[di Àngels S. Amorós]
Giovannino è un bambino che, vedendo una volta un ciclista in sella a una bicicletta gialla, scopre di avere una passione per il ciclismo. Da quel momento, per il suo compleanno, desidera una bici da corsa come quelle di una volta: gli autori di questo libro ce lo raccontano attraverso immagini di ispirazione futurista che ricordano anche i manifesti di protesta francesi di inizio Novecento, nonché un universo onirico in cui tutto è possibile.
Il testo è in rima, in sedici strofe composte da ottave (di endecasillabi), impaginato in due colonne per pagina, e il ritmo durante la lettura sembra riprodurre quello costante dei colpi di pedale, per le vie di una città in cui la tecnologia non abbia ancora soppiantato il piacere di una passeggiata in bicicletta.

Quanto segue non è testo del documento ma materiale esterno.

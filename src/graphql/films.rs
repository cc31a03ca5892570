//! Films Query
//!
//! The single dataset the app shows: every film, ordered by episode,
//! with its characters.

use tracing::info;

use super::execute;
use crate::config::ClientConfig;
use crate::error::FetchError;
use crate::models::QueryResult;

pub const FILMS_QUERY: &str = r#"
query films {
  allFilms(orderBy: episodeId_ASC) {
    id
    episodeId
    title
    openingCrawl
    characters {
      id
      name
    }
  }
}
"#;

/// Fetch all films. Order is the server's; the client never re-sorts.
pub async fn fetch_dataset(config: &ClientConfig) -> Result<QueryResult, FetchError> {
    let result: QueryResult = execute(config, FILMS_QUERY).await?;
    info!(films = result.all_films.len(), "films query complete");
    Ok(result)
}
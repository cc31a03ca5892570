#![allow(warnings)]
//! Film Crawl Frontend Entry Point

mod models;
mod error;
mod config;
mod text;
mod graphql;
mod state;
mod render;
mod context;
mod theme;
mod chrome;
mod components;
mod app;

use app::App;
use config::ClientConfig;
use leptos::prelude::*;

fn main() {
    console_error_panic_hook::set_once();
    if let Err(err) = console_logger::init(tracing::Level::DEBUG) {
        web_sys::console::warn_1(&err.to_string().into());
    }
    chrome::apply_status_bar(chrome::STATUS_BAR_COLOR);

    mount_to_body(|| {
        provide_context(ClientConfig::default());
        view! { <App /> }
    });
}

Per esaudire il sogno di suo figlio, il padre si mette all'opera per trasformare un vecchio rottame senza valore. Ma Giovannino non è convinto del miracolo. Ogni dubbio è fugato quando con pazienza e determinazione il papà realizza una splendida biciletta gialla, su cui Giovannino potrà andarsene libero, autonomo e felice per le strade del "grande corpo metropolitano".
Perché non si pubblicano più spesso libri come questo? È così difficile combinare la poesia con l'arte e, allo stesso tempo, giocare con lo spazio della pagina e il colore? La bici è un tema che mi appassiona, è vero. Ma non è solo per questo che consiglio la lettura di questo albo. Scoprire un mondo sotto i nostri occhi che, con vento a favore o contrario, ci spinge all'avventura, ha un effetto rinvigorente. Mi è piaciuta questa incursione nei sogni di un bambino di città che comprende che la felicità si può raggiungere attraverso strade diverse, un lungo cammino o una scorciatoia, e anche che, con la complicità della famiglia, sarà più facile concretizzarla.
Non conoscevo il poeta Matteo Pelliti e mi ha sorpreso la sua capacità di giocare con le parole creando una storia semplice, a partire da un oggetto che molti bambini di oggi dovrebbero conoscere e che è stato il migliore investimento della mia infanzia, il mio passaporto per volare senza limiti. In un'intervista, l'autore confessa che da bambino ricevette una bicicletta diversa da quella che aveva sognato e che, quindi, quando la vide per la prima volta, non riuscì ad apprezzarla a sufficienza. Con gli occhi di un adulto che guarda all'infanzia, oggi ricostruisce quel ricordo come se il possedere quell'immenso tesoro, di cui poteva godere in cambio di un piccolo sforzo, destasse in lui una sorta di stupore.
Anche Riccardo Guasco, l'illustratore, è un amante della bicicletta; è un artista che si ispira tanto alla street-art quanto all'arte di inizio Novecento. Pelliti vede nel protagonista de La bicicletta gialla una sorta di Pinocchio, il bambino che incarna la libertà per eccellenza e la cui storia, oltre a essere un punto di riferimento per tutti gli italiani, parla anche di un padre che, mosso dall'amore per il figlio, riesce a compiere delle magie.
Mi trovo in sintonia con l'idea sottesa da questo albo, cioè della scelta della bicicletta come miglior passaporto per l'avventura. Se, da bambina, sull'altalena sognavo di toccare la luna, con la bicicletta potevo esplorare mondi nuovi e planare liberamente su spazi remoti. Condivido anche le parole di Matteo Pelliti: «La bicicletta gialla è un'idea di felicità raggiungibile, a patto di riconoscerla come tale, come idea che la felicità sia raggiungibile. Un'idea che l'infanzia ha molto più chiara ed evidente e che, progressivamente, l'età adulta dimentica, o mistifica. E, allo stesso tempo, è un'idea di libertà essenziale: pedalo e misuro il mondo con le mie forze. Il testo che ho scritto è raccontabile ma anche cantabile (con il canto tipico dell'ottava rima, diffuso in alcune parti della Toscana) e, credo, adatto a tutte le età. Adatto a chi pensa che basti una bicicletta, magari gialla, per essere felici.»
[Questa recensione è apparsa originariamente su Culturamas - la revista de información cultural en Internet.]